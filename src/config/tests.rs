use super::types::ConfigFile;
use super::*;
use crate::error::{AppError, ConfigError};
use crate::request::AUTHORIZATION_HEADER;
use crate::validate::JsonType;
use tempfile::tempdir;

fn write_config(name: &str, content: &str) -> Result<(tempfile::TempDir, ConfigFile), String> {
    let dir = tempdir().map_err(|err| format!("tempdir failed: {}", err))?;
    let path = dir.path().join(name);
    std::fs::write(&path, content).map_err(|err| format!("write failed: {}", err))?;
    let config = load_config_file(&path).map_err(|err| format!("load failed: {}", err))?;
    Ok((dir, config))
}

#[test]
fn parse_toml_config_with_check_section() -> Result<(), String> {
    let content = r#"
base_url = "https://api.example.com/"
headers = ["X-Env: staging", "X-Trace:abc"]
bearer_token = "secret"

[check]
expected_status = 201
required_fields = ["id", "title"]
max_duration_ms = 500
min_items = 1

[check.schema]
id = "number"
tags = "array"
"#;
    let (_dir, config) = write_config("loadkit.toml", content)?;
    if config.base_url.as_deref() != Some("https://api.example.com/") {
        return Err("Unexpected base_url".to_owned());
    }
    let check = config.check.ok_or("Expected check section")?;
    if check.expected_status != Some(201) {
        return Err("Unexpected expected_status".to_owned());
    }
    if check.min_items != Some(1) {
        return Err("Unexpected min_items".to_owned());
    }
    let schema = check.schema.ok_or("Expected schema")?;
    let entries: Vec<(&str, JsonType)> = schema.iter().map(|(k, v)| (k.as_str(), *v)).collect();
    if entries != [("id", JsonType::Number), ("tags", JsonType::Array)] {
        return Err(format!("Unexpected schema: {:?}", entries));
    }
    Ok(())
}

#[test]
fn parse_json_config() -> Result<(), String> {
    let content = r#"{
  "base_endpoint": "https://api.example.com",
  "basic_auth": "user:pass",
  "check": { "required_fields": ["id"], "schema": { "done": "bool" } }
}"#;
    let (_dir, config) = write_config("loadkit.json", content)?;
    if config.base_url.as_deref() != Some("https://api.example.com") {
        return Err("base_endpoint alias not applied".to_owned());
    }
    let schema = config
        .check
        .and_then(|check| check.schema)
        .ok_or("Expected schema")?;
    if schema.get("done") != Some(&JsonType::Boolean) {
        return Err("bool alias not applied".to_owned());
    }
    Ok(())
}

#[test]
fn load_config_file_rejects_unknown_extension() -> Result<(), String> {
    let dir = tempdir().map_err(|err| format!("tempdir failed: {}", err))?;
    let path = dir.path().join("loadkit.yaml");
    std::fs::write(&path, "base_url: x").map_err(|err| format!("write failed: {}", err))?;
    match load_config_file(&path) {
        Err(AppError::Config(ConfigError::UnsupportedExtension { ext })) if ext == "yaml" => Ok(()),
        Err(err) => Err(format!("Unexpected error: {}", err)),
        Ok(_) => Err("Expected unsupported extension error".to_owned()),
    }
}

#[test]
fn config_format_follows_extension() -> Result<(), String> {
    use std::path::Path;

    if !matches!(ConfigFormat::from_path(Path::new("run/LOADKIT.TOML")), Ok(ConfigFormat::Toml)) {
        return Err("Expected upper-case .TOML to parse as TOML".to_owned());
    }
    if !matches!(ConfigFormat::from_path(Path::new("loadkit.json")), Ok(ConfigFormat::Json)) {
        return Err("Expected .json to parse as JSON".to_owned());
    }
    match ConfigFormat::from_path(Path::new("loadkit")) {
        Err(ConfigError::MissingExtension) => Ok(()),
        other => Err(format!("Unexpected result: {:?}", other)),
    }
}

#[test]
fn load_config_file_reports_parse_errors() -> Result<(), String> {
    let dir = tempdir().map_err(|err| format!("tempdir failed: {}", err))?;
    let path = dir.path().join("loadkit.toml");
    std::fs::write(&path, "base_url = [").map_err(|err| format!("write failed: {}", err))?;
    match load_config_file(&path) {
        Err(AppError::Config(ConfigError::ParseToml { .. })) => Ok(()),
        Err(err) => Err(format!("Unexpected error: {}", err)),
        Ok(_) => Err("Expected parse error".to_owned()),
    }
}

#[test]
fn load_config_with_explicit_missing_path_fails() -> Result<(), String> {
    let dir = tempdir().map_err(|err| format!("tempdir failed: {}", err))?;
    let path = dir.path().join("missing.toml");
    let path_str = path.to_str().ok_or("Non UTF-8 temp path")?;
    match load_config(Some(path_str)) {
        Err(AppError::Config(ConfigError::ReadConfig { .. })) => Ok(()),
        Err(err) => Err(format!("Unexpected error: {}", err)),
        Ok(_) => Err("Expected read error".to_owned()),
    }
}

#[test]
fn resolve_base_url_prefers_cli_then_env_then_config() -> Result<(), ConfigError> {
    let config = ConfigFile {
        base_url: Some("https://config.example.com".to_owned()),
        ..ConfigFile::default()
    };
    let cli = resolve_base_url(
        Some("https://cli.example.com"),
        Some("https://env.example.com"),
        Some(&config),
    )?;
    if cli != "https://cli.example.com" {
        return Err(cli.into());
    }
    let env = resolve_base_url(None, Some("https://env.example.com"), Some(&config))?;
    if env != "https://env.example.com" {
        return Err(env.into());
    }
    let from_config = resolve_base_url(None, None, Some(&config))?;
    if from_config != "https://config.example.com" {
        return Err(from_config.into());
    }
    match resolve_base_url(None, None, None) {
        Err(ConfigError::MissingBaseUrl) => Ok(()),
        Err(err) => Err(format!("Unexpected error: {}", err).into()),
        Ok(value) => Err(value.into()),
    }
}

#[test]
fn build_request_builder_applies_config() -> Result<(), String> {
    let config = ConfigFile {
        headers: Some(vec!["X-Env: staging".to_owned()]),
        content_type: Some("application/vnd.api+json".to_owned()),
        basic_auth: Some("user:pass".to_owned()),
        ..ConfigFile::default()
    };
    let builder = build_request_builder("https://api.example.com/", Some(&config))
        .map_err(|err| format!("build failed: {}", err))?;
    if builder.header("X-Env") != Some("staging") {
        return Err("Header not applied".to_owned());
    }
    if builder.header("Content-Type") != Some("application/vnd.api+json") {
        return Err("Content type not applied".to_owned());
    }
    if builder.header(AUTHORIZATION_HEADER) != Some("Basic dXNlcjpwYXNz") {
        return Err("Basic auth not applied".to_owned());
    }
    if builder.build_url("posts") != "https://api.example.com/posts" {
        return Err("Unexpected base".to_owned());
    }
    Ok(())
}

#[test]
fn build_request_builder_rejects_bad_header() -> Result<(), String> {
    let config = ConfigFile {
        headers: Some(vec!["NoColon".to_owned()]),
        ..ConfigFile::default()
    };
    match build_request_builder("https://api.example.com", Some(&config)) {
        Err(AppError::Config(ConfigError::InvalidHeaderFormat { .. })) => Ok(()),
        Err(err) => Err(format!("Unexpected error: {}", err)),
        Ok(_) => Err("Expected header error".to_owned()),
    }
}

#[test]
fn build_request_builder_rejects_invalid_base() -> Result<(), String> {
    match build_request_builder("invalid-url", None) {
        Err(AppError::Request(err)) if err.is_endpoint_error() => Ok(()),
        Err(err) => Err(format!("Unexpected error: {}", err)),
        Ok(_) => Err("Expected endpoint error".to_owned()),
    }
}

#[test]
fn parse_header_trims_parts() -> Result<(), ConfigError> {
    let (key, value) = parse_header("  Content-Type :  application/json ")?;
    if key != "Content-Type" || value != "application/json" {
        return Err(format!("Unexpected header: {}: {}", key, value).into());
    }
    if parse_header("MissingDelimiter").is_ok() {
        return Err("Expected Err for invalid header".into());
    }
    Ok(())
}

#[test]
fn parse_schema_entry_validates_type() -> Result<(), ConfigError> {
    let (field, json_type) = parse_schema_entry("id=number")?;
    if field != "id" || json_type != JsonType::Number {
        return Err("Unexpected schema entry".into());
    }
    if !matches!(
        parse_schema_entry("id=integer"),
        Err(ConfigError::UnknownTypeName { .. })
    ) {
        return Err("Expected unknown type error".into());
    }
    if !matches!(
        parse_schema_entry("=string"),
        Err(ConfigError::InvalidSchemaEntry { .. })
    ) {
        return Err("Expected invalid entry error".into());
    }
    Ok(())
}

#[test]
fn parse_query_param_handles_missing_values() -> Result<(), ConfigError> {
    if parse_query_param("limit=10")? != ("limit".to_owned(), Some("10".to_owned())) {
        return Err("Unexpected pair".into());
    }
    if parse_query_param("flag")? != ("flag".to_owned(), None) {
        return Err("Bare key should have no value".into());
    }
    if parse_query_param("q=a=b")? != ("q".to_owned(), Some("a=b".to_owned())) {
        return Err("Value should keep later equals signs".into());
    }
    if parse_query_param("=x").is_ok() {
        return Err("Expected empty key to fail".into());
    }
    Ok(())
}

**WHAT IS BEING ASKED**
Return only those lines of the records that contain the string "crate".

**RESPONSE FOR THIS EXERCISE**
use crate::error::{AppError, ConfigError};
use crate::request::AUTHORIZATION_HEADER;
use crate::validate::JsonType;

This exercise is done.